Before he’d finished speaking he was getting to his feet.

‘I’ll put one behind the bar. No hard feelings, okay? If anything comes up, I’ll let you know. But nothing’s going to come up.’

Moody watched as Duffy vanished down the stairs then reappeared in the bar below, gave money to the barman, pointed a thumb in Moody’s direction. The barman glanced up, nodded, and fed the till.

On his way out Duffy paused by the short-skirted blonde. Whatever he said caused her to open her eyes wide and give a little scream of laughter. Before Duffy left she was huddling up, passing his words on to her friend. A little ripple of friendly filth; just another hit-and-run on a weekday evening.

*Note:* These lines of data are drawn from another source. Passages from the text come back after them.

use crate::address::{make_address, PhysicalAddress, PhysicalPage, ProcessId, VirtualPage};
use crate::constants::*;

/// The simulated RAM.
///
/// Zero page holds the allocation table (one byte per physical page) followed
/// by the process directory (one byte per process id). Everything else is
/// page tables and data pages.
#[derive(Clone)]
pub struct PhysicalMemory {
    data: Box<[u8; MEM_SIZE]>,
}

impl PhysicalMemory {
    /// Create a freshly initialized physical memory
    pub fn new() -> Self {
        let mut pm = PhysicalMemory { data: Box::new([0u8; MEM_SIZE]) };
        pm.initialize();
        pm
    }

    /// Zero every byte, then mark the zero page as used
    pub fn initialize(&mut self) {
        self.data.fill(0);
        self.set_alloc_flag(PhysicalPage::RESERVED, PAGE_USED);
    }

    /// Read a byte from physical memory, `None` past the end
    #[inline]
    pub fn read(&self, address: usize) -> Option<u8> {
        self.data.get(address).copied()
    }

    #[inline]
    pub fn read_at(&self, address: PhysicalAddress) -> u8 {
        self.data[address.index()]
    }

    #[inline]
    pub(crate) fn write_at(&mut self, address: PhysicalAddress, value: u8) {
        self.data[address.index()] = value;
    }

    /// Allocation table byte for `page`
    #[inline]
    pub fn alloc_flag(&self, page: PhysicalPage) -> u8 {
        self.data[ALLOC_TABLE_BASE + page.index()]
    }

    #[inline]
    pub(crate) fn set_alloc_flag(&mut self, page: PhysicalPage, flag: u8) {
        self.data[ALLOC_TABLE_BASE + page.index()] = flag;
    }

    /// Raw process-directory slot: the page-table page of `proc_id`, or `UNMAPPED`
    #[inline]
    pub fn directory_slot(&self, proc_id: ProcessId) -> u8 {
        self.data[PROC_DIR_BASE + proc_id.index()]
    }

    #[inline]
    pub(crate) fn set_directory_slot(&mut self, proc_id: ProcessId, page: u8) {
        self.data[PROC_DIR_BASE + proc_id.index()] = page;
    }

    /// Get a Page Table entry
    #[inline]
    pub fn page_table_entry(&self, table: PhysicalPage, page: VirtualPage) -> u8 {
        self.data[make_address(table.get() as u32, page.get() as u32) as usize]
    }

    /// Set a Page Table entry
    #[inline]
    pub(crate) fn set_page_table_entry(&mut self, table: PhysicalPage, page: VirtualPage, frame: u8) {
        self.data[make_address(table.get() as u32, page.get() as u32) as usize] = frame;
    }

    /// Zero one whole page
    pub(crate) fn clear_page(&mut self, page: PhysicalPage) {
        let base = page.base();
        self.data[base..base + PAGE_SIZE].fill(0);
    }

    /// Bytes of a single page
    pub fn page(&self, page: PhysicalPage) -> &[u8] {
        let base = page.base();
        &self.data[base..base + PAGE_SIZE]
    }

    /// The allocation table region of the zero page
    pub fn alloc_table(&self) -> &[u8] {
        &self.data[ALLOC_TABLE_BASE..ALLOC_TABLE_BASE + PAGE_COUNT]
    }

    /// The process directory region of the zero page
    pub fn directory(&self) -> &[u8] {
        &self.data[PROC_DIR_BASE..PROC_DIR_BASE + PAGE_COUNT]
    }

    /// Get direct access to the underlying data
    pub fn data(&self) -> &[u8; MEM_SIZE] {
        &self.data
    }
}

impl Default for PhysicalMemory {
    fn default() -> Self {
        Self::new()
    }
}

Jed Moody drained his pint and leant back in his seat. Okay, you son of a bitch, he thought. You know everything, I know nothing. And I’m stuck in the wilderness while you’re having early meetings and deciding who follows who. I got the shitty stick. You got the whole of the moon.

But if you’re so clever, how come you think Sid Baker’s a man?

He didn’t bother collecting the pint Duffy had paid for. It was a small victory, but they added up.

Years ago—and he wouldn’t thank you for reminding him—Roderick Ho had worked out what his Service nickname would be. More than that, he’d settled on his possible responses first time it was used. Yeah, make my day, he’d say. Or Feeling lucky, punk? That’s what you said when people called you Clint.

Roderick Ho = Westward Ho = Eastward Ho = Clint.

But nobody had ever called him Clint. Perhaps political correctness wouldn’t allow them to make the oriental elision from Westward to Eastwood.

Or perhaps he was giving them too much credit. Perhaps they’d never heard of Westward Ho!

Actually, bunch of morons. He worked with a bunch of morons. Couldn’t make a pun with a dictionary and a Scrabble board.

Like Louisa Guy, like Min Harper, Ho was at home this evening, though his home was his own, and a house not a flat. It was an odd house, though that was none of his doing: it had been odd when he’d bought it. Its oddness lay in its upstairs conservatory; a glass-roofed, tiled-floor mezzanine. The estate agent had made much of this feature, pointing out the array of plants that created a micro-climate there; natural and green and eco-whatever peppering her spiel. Ho had nodded like he cared, calculating how many electronics he could fit into here once this eco-shit was off the premises. Quite a lot had been his estimate. This turned out to be the precise exact amount.

So now he sat surrounded by quite a lot of electronics, some quietly awaiting his touch; others humming pleasantly in response to pre-set commands; and one blasting out death metal at a volume that threatened to make the genre literal.

He was too old for this music, and he knew it. He was too old for this volume, and knew that too. But it was his music, his house, and the neighbours were students. If he didn’t make his own noise, he’d have to listen to theirs.